Life is short, i use Python.

Save the file and exit the editor.

Next, start a listening server on port 12345 (the port our scanner is configured for) and send the contents of shiyanlou.txt to any clients that connect:

sudo nc -l 12345 < shiyanlou.txt

The server will now be listening on port 12345 and waiting for incoming connections.

Run the simple_tcp Scanner

Now that we have our simple_tcp scanner module and a listening server set up, let's run the scanner and see if it works.

First, start the Metasploit console in the Kali Linux container:

cd ~
sudo msfconsole

Once the console is loaded, use our simple_tcp module:

use auxiliary/scanner/simple_tcp

You can view the module information with the info command:

info

Here's an example of the output you might see:

Name:          Mr_Zhou Scanner
Description:   Shiyanlou TCP Scanner
Author:        lucat
License:       Metasploit Framework License (BSD)
Version:       $Revision$

Next, set the target host IP address:

set RHOSTS 192.168.122.1

Note: Use RHOSTS (with an 's'), not RHOST. You can check which option to use with the show options command.

Finally, run the scanner:

run

If everything is set up correctly, you should see the message from the listening server:

[+] Received: Life is short, i use Python. from 192.168.122.1

If you didn't get that message, go back to your listening server and run sudo nc -l 12345 < shiyanlou.txt again.
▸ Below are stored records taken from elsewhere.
//! AES-128-GCM sealing and opening of marshalled credentials.
//!
//! Compatible with `ActiveSupport::MessageEncryptor` using the `aes-128-gcm`
//! cipher, as `ActiveSupport::EncryptedConfiguration` configures it.
//!
//! # Wire format
//!
//! ```text
//! <base64(ciphertext)>--<base64(nonce)>--<base64(tag)>
//! ```
//!
//! Standard alphabet, padded. The order of the three fields is fixed by the
//! framework and must not change. The tag is stored on its own, whereas the
//! AEAD primitive appends it to the ciphertext, so both directions split or
//! rejoin it explicitly.
//!
//! **Every `seal` draws a fresh nonce from the random source.** GCM nonce
//! reuse under one key breaks both confidentiality and authentication.

use std::fmt;
use std::str::FromStr;

use aes_gcm::{
    aead::{Aead, KeyInit},
    Aes128Gcm, Nonce,
};
use base64::{engine::general_purpose::STANDARD, Engine as _};
use zeroize::Zeroize;

use crate::key::{MasterKey, KEY_LEN};
use crate::random::{OsRandom, RandomSource};
use crate::Error;

/// Byte length of a GCM nonce (12 bytes = 96 bits).
pub const NONCE_LEN: usize = 12;

/// Byte length of a GCM authentication tag.
pub const TAG_LEN: usize = 16;

/// Separator between the three base64 fields.
pub const SEPARATOR: &str = "--";

/// A parsed encrypted artifact.
///
/// The string representation is `<ciphertext>--<nonce>--<tag>`, each field
/// base64-encoded independently.
#[derive(Debug, Clone, PartialEq, Eq)]
pub struct EncryptedMessage {
    /// Raw ciphertext bytes, without the tag.
    pub ciphertext: Vec<u8>,
    /// Raw nonce bytes.
    pub nonce: Vec<u8>,
    /// Raw authentication tag bytes.
    pub tag: Vec<u8>,
}

impl fmt::Display for EncryptedMessage {
    fn fmt(&self, f: &mut fmt::Formatter<'_>) -> fmt::Result {
        write!(
            f,
            "{}{SEPARATOR}{}{SEPARATOR}{}",
            STANDARD.encode(&self.ciphertext),
            STANDARD.encode(&self.nonce),
            STANDARD.encode(&self.tag),
        )
    }
}

impl FromStr for EncryptedMessage {
    type Err = Error;

    /// Parse `<ciphertext>--<nonce>--<tag>`.
    ///
    /// Field lengths are not checked here; [`decrypt_message`] rejects a
    /// nonce or tag of the wrong size.
    fn from_str(s: &str) -> Result<Self, Error> {
        let parts: Vec<&str> = s.split(SEPARATOR).collect();
        let [ciphertext, nonce, tag] = parts.as_slice() else {
            return Err(Error::MalformedArtifact(format!(
                "expected 3 fields separated by `{SEPARATOR}`, found {}",
                parts.len()
            )));
        };

        Ok(Self {
            ciphertext: decode_field(ciphertext, "ciphertext")?,
            nonce: decode_field(nonce, "nonce")?,
            tag: decode_field(tag, "tag")?,
        })
    }
}

fn decode_field(field: &str, name: &str) -> Result<Vec<u8>, Error> {
    STANDARD
        .decode(field)
        .map_err(|e| Error::MalformedArtifact(format!("invalid base64 in {name}: {e}")))
}

/// Encrypt `plaintext` under `key` and return the wire-format artifact.
///
/// # Errors
///
/// - [`Error::InvalidKeyLength`] / [`Error::InvalidKeyEncoding`] for a bad key.
/// - [`Error::RandomnessUnavailable`] if no nonce can be drawn.
pub fn seal(key: &MasterKey, plaintext: &[u8]) -> Result<String, Error> {
    seal_with(&OsRandom, key, plaintext)
}

/// [`seal`] with an explicit random source for the nonce.
pub fn seal_with(
    rng: &dyn RandomSource,
    key: &MasterKey,
    plaintext: &[u8],
) -> Result<String, Error> {
    encrypt_message(rng, key, plaintext).map(|message| message.to_string())
}

/// Encrypt `plaintext`, returning the structured message.
pub fn encrypt_message(
    rng: &dyn RandomSource,
    key: &MasterKey,
    plaintext: &[u8],
) -> Result<EncryptedMessage, Error> {
    let cipher = build_cipher(key)?;

    let mut nonce = [0u8; NONCE_LEN];
    rng.fill(&mut nonce)?;

    let mut ciphertext = cipher
        .encrypt(Nonce::from_slice(&nonce), plaintext)
        // Only reachable for plaintexts beyond the GCM length limit.
        .map_err(|_| Error::PayloadTooLarge(plaintext.len()))?;
    let tag = ciphertext.split_off(ciphertext.len() - TAG_LEN);

    Ok(EncryptedMessage {
        ciphertext,
        nonce: nonce.to_vec(),
        tag,
    })
}

/// Decrypt a wire-format artifact under `key`.
///
/// # Errors
///
/// - [`Error::MalformedArtifact`] if the artifact does not have three valid
///   base64 fields, the nonce is not [`NONCE_LEN`] bytes, or the tag is not
///   [`TAG_LEN`] bytes.
/// - [`Error::InvalidKeyLength`] / [`Error::InvalidKeyEncoding`] for a bad key.
/// - [`Error::AuthenticationFailed`] if the key, nonce, ciphertext or tag do
///   not verify.
pub fn open(key: &MasterKey, artifact: &str) -> Result<Vec<u8>, Error> {
    let message: EncryptedMessage = artifact.parse()?;
    decrypt_message(key, &message)
}

/// Decrypt a parsed [`EncryptedMessage`].
pub fn decrypt_message(key: &MasterKey, message: &EncryptedMessage) -> Result<Vec<u8>, Error> {
    let cipher = build_cipher(key)?;

    if message.nonce.len() != NONCE_LEN {
        return Err(Error::MalformedArtifact(format!(
            "nonce must be {NONCE_LEN} bytes, got {}",
            message.nonce.len()
        )));
    }
    // The AEAD only sees ciphertext || tag, so the split point is pinned here.
    if message.tag.len() != TAG_LEN {
        return Err(Error::MalformedArtifact(format!(
            "tag must be {TAG_LEN} bytes, got {}",
            message.tag.len()
        )));
    }

    let mut sealed = Vec::with_capacity(message.ciphertext.len() + message.tag.len());
    sealed.extend_from_slice(&message.ciphertext);
    sealed.extend_from_slice(&message.tag);

    cipher
        .decrypt(Nonce::from_slice(&message.nonce), sealed.as_slice())
        .map_err(|_| Error::AuthenticationFailed)
}

fn build_cipher(key: &MasterKey) -> Result<Aes128Gcm, Error> {
    let mut bytes = key.to_bytes()?;
    let cipher =
        Aes128Gcm::new_from_slice(&bytes).map_err(|_| Error::InvalidKeyLength(KEY_LEN));
    bytes.zeroize();
    cipher
}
Congratulations! You have successfully developed and tested your own Metasploit scanner module.

Press Ctrl+D to quit the Metasploit console then start the inspection

Summary

In this lab, you learned how to develop your own Metasploit scanner module. You reviewed the Metasploit module structure, created a new TCP scanner module called simple_tcp.rb, set up a listening server to test the scanner, and successfully ran the scanner to receive and display data from the server.

This hands-on experience with developing a Metasploit scanner will help you better understand the framework's capabilities and how to extend it with custom modules. You can use this knowledge to create more advanced scanners or other types of modules for various penetration testing tasks.